▶ [Exercise requirements]
The records appear below. Repeat them exactly.

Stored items
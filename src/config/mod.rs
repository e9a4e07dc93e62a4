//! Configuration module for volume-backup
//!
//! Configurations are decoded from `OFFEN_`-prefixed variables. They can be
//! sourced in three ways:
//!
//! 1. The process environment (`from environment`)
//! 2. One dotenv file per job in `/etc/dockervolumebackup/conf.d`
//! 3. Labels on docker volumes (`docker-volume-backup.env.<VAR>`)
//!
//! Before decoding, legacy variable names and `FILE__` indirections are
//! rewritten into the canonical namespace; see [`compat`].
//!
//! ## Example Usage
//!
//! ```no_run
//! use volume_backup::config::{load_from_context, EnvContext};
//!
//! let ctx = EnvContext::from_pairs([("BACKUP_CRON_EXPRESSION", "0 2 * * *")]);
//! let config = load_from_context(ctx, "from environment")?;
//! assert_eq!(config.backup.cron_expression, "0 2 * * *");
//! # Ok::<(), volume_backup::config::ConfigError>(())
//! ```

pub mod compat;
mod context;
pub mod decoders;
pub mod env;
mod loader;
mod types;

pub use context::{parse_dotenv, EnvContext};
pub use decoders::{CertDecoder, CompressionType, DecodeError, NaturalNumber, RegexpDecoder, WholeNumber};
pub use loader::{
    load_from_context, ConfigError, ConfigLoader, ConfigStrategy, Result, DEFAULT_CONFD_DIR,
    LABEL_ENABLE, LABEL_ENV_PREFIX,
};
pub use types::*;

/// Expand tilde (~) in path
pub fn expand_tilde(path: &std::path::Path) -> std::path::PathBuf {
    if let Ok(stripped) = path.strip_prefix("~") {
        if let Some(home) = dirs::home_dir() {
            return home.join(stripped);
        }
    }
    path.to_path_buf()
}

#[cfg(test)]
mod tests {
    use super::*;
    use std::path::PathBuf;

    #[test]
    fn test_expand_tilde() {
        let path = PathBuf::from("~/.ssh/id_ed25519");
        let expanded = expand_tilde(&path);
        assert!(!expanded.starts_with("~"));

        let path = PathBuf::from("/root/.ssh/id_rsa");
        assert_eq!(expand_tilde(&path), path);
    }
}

▶ [Output for this task]
filename src/config/mod.rs
repository e9a4e07dc93e62a4
//! Configuration module for volume-backup
//!
//! Configurations are decoded from `OFFEN_`-prefixed variables. They can be
//! sourced in three ways:
//!
//! 1. The process environment (`from environment`)
//! 2. One dotenv file per job in `/etc/dockervolumebackup/conf.d`
//! 3. Labels on docker volumes (`docker-volume-backup.env.<VAR>`)
//!
//! Before decoding, legacy variable names and `FILE__` indirections are
//! rewritten into the canonical namespace; see [`compat`].
//!
//! ## Example Usage
//!
//! ```no_run
//! use volume_backup::config::{load_from_context, EnvContext};
//!
//! let ctx = EnvContext::from_pairs([("BACKUP_CRON_EXPRESSION", "0 2 * * *")]);
//! let config = load_from_context(ctx, "from environment")?;
//! assert_eq!(config.backup.cron_expression, "0 2 * * *");
//! # Ok::<(), volume_backup::config::ConfigError>(())
//! ```

pub mod compat;
mod context;
pub mod decoders;
pub mod env;
mod loader;
mod types;

pub use context::{parse_dotenv, EnvContext};
pub use decoders::{CertDecoder, CompressionType, DecodeError, NaturalNumber, RegexpDecoder, WholeNumber};
pub use loader::{
    load_from_context, ConfigError, ConfigLoader, ConfigStrategy, Result, DEFAULT_CONFD_DIR,
    LABEL_ENABLE, LABEL_ENV_PREFIX,
};
pub use types::*;

/// Expand tilde (~) in path
pub fn expand_tilde(path: &std::path::Path) -> std::path::PathBuf {
    if let Ok(stripped) = path.strip_prefix("~") {
        if let Some(home) = dirs::home_dir() {
            return home.join(stripped);
        }
    }
    path.to_path_buf()
}

#[cfg(test)]
mod tests {
    use super::*;
    use std::path::PathBuf;

    #[test]
    fn test_expand_tilde() {
        let path = PathBuf::from("~/.ssh/id_ed25519");
        let expanded = expand_tilde(&path);
        assert!(!expanded.starts_with("~"));

        let path = PathBuf::from("/root/.ssh/id_rsa");
        assert_eq!(expand_tilde(&path), path);
    }
}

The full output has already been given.